Reproduce every entry exactly as shown.

Source data:
= Beginning of Section =

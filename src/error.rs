use thiserror::Error;

/// Errors that stop the process before any competition is attempted.
#[derive(Debug, Error)]
pub enum AppError {
    #[error("HTTP client error: {0}")]
    Http(#[from] reqwest::Error),

    #[error("Database error: {0}")]
    Database(#[from] sqlx::Error),

    #[error("Configuration error: {0}")]
    Config(String),
}

pub type Result<T> = std::result::Result<T, AppError>;

/// Failure of a single competition fetch.
///
/// `Transport` and `Status` are soft: the driver treats them as "no data".
/// `Malformed` means the API answered 200 with a body we cannot map, which
/// usually signals a change in the payload shape.
#[derive(Debug, Error)]
pub enum FetchError {
    #[error("transport error: {0}")]
    Transport(#[from] reqwest::Error),

    #[error("API returned HTTP {status}: {body}")]
    Status { status: u16, body: String },

    #[error("malformed response: {0}")]
    Malformed(String),
}

impl FetchError {
    pub fn is_no_data(&self) -> bool {
        matches!(self, FetchError::Transport(_) | FetchError::Status { .. })
    }
}
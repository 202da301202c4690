//! DDL for the `matches` table and the schema setup run once per pipeline run.

use std::str::FromStr;

use sqlx::SqlitePool;
use tracing::info;

use crate::error::Result;

pub const DROP_MATCHES: &str = "DROP TABLE IF EXISTS matches";

pub const CREATE_MATCHES: &str = r#"
CREATE TABLE matches (
    id          INTEGER PRIMARY KEY AUTOINCREMENT,
    competition VARCHAR(50)  NOT NULL,
    match_date  DATE         NOT NULL,
    home_team   VARCHAR(100) NOT NULL,
    away_team   VARCHAR(100) NOT NULL,
    score       VARCHAR(20)  NOT NULL,
    status      VARCHAR(50)  NOT NULL,
    created_at  TIMESTAMP    NOT NULL DEFAULT CURRENT_TIMESTAMP
)
"#;

pub const CREATE_MATCHES_IF_MISSING: &str = r#"
CREATE TABLE IF NOT EXISTS matches (
    id          INTEGER PRIMARY KEY AUTOINCREMENT,
    competition VARCHAR(50)  NOT NULL,
    match_date  DATE         NOT NULL,
    home_team   VARCHAR(100) NOT NULL,
    away_team   VARCHAR(100) NOT NULL,
    score       VARCHAR(20)  NOT NULL,
    status      VARCHAR(50)  NOT NULL,
    created_at  TIMESTAMP    NOT NULL DEFAULT CURRENT_TIMESTAMP
)
"#;

/// Fixture key used for upserts in preserve mode. Undecided fixtures all read
/// `TBD` vs `TBD`, so they are left out of the key; the literal must match
/// `types::TEAM_PLACEHOLDER`.
pub const CREATE_FIXTURE_INDEX: &str = r#"
CREATE UNIQUE INDEX IF NOT EXISTS matches_fixture_idx
    ON matches (competition, match_date, home_team, away_team)
    WHERE home_team <> 'TBD' AND away_team <> 'TBD'
"#;

#[derive(Debug, Clone, Copy, PartialEq, Eq, Default)]
pub enum SchemaMode {
    /// Drop and recreate the table every run; nothing survives across runs.
    #[default]
    Recreate,
    /// Create the table only if missing and upsert rows on the fixture key.
    Preserve,
}

impl std::fmt::Display for SchemaMode {
    fn fmt(&self, f: &mut std::fmt::Formatter<'_>) -> std::fmt::Result {
        let s = match self {
            SchemaMode::Recreate => "recreate",
            SchemaMode::Preserve => "preserve",
        };
        write!(f, "{s}")
    }
}

impl FromStr for SchemaMode {
    type Err = String;

    fn from_str(s: &str) -> std::result::Result<Self, Self::Err> {
        match s.trim().to_lowercase().as_str() {
            "recreate" => Ok(SchemaMode::Recreate),
            "preserve" => Ok(SchemaMode::Preserve),
            other => Err(format!("SCHEMA_MODE must be 'recreate' or 'preserve', got '{other}'")),
        }
    }
}

/// Prepares the `matches` table. In recreate mode all previous rows are lost.
/// The transaction is committed on success and rolled back on drop otherwise,
/// returning its connection to the pool either way.
pub async fn ensure_schema(pool: &SqlitePool, mode: SchemaMode) -> Result<()> {
    let mut tx = pool.begin().await?;

    match mode {
        SchemaMode::Recreate => {
            sqlx::query(DROP_MATCHES).execute(&mut *tx).await?;
            info!("Dropped table matches if it existed");
            sqlx::query(CREATE_MATCHES).execute(&mut *tx).await?;
        }
        SchemaMode::Preserve => {
            sqlx::query(CREATE_MATCHES_IF_MISSING).execute(&mut *tx).await?;
            sqlx::query(CREATE_FIXTURE_INDEX).execute(&mut *tx).await?;
        }
    }

    tx.commit().await?;
    info!(mode = %mode, "Table matches ready");
    Ok(())
}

= End of Section =

Expected answer:
filename src/error.rs
use thiserror::Error;

/// Errors that stop the process before any competition is attempted.
#[derive(Debug, Error)]
pub enum AppError {
    #[error("HTTP client error: {0}")]
    Http(#[from] reqwest::Error),

    #[error("Database error: {0}")]
    Database(#[from] sqlx::Error),

    #[error("Configuration error: {0}")]
    Config(String),
}

pub type Result<T> = std::result::Result<T, AppError>;

/// Failure of a single competition fetch.
///
/// `Transport` and `Status` are soft: the driver treats them as "no data".
/// `Malformed` means the API answered 200 with a body we cannot map, which
/// usually signals a change in the payload shape.
#[derive(Debug, Error)]
pub enum FetchError {
    #[error("transport error: {0}")]
    Transport(#[from] reqwest::Error),

    #[error("API returned HTTP {status}: {body}")]
    Status { status: u16, body: String },

    #[error("malformed response: {0}")]
    Malformed(String),
}

impl FetchError {
    pub fn is_no_data(&self) -> bool {
        matches!(self, FetchError::Transport(_) | FetchError::Status { .. })
    }
}
repository 202da301202c4690
//! DDL for the `matches` table and the schema setup run once per pipeline run.

use std::str::FromStr;

use sqlx::SqlitePool;
use tracing::info;

use crate::error::Result;

pub const DROP_MATCHES: &str = "DROP TABLE IF EXISTS matches";

pub const CREATE_MATCHES: &str = r#"
CREATE TABLE matches (
    id          INTEGER PRIMARY KEY AUTOINCREMENT,
    competition VARCHAR(50)  NOT NULL,
    match_date  DATE         NOT NULL,
    home_team   VARCHAR(100) NOT NULL,
    away_team   VARCHAR(100) NOT NULL,
    score       VARCHAR(20)  NOT NULL,
    status      VARCHAR(50)  NOT NULL,
    created_at  TIMESTAMP    NOT NULL DEFAULT CURRENT_TIMESTAMP
)
"#;

pub const CREATE_MATCHES_IF_MISSING: &str = r#"
CREATE TABLE IF NOT EXISTS matches (
    id          INTEGER PRIMARY KEY AUTOINCREMENT,
    competition VARCHAR(50)  NOT NULL,
    match_date  DATE         NOT NULL,
    home_team   VARCHAR(100) NOT NULL,
    away_team   VARCHAR(100) NOT NULL,
    score       VARCHAR(20)  NOT NULL,
    status      VARCHAR(50)  NOT NULL,
    created_at  TIMESTAMP    NOT NULL DEFAULT CURRENT_TIMESTAMP
)
"#;

/// Fixture key used for upserts in preserve mode. Undecided fixtures all read
/// `TBD` vs `TBD`, so they are left out of the key; the literal must match
/// `types::TEAM_PLACEHOLDER`.
pub const CREATE_FIXTURE_INDEX: &str = r#"
CREATE UNIQUE INDEX IF NOT EXISTS matches_fixture_idx
    ON matches (competition, match_date, home_team, away_team)
    WHERE home_team <> 'TBD' AND away_team <> 'TBD'
"#;

#[derive(Debug, Clone, Copy, PartialEq, Eq, Default)]
pub enum SchemaMode {
    /// Drop and recreate the table every run; nothing survives across runs.
    #[default]
    Recreate,
    /// Create the table only if missing and upsert rows on the fixture key.
    Preserve,
}

impl std::fmt::Display for SchemaMode {
    fn fmt(&self, f: &mut std::fmt::Formatter<'_>) -> std::fmt::Result {
        let s = match self {
            SchemaMode::Recreate => "recreate",
            SchemaMode::Preserve => "preserve",
        };
        write!(f, "{s}")
    }
}

impl FromStr for SchemaMode {
    type Err = String;

    fn from_str(s: &str) -> std::result::Result<Self, Self::Err> {
        match s.trim().to_lowercase().as_str() {
            "recreate" => Ok(SchemaMode::Recreate),
            "preserve" => Ok(SchemaMode::Preserve),
            other => Err(format!("SCHEMA_MODE must be 'recreate' or 'preserve', got '{other}'")),
        }
    }
}

/// Prepares the `matches` table. In recreate mode all previous rows are lost.
/// The transaction is committed on success and rolled back on drop otherwise,
/// returning its connection to the pool either way.
pub async fn ensure_schema(pool: &SqlitePool, mode: SchemaMode) -> Result<()> {
    let mut tx = pool.begin().await?;

    match mode {
        SchemaMode::Recreate => {
            sqlx::query(DROP_MATCHES).execute(&mut *tx).await?;
            info!("Dropped table matches if it existed");
            sqlx::query(CREATE_MATCHES).execute(&mut *tx).await?;
        }
        SchemaMode::Preserve => {
            sqlx::query(CREATE_MATCHES_IF_MISSING).execute(&mut *tx).await?;
            sqlx::query(CREATE_FIXTURE_INDEX).execute(&mut *tx).await?;
        }
    }

    tx.commit().await?;
    info!(mode = %mode, "Table matches ready");
    Ok(())
}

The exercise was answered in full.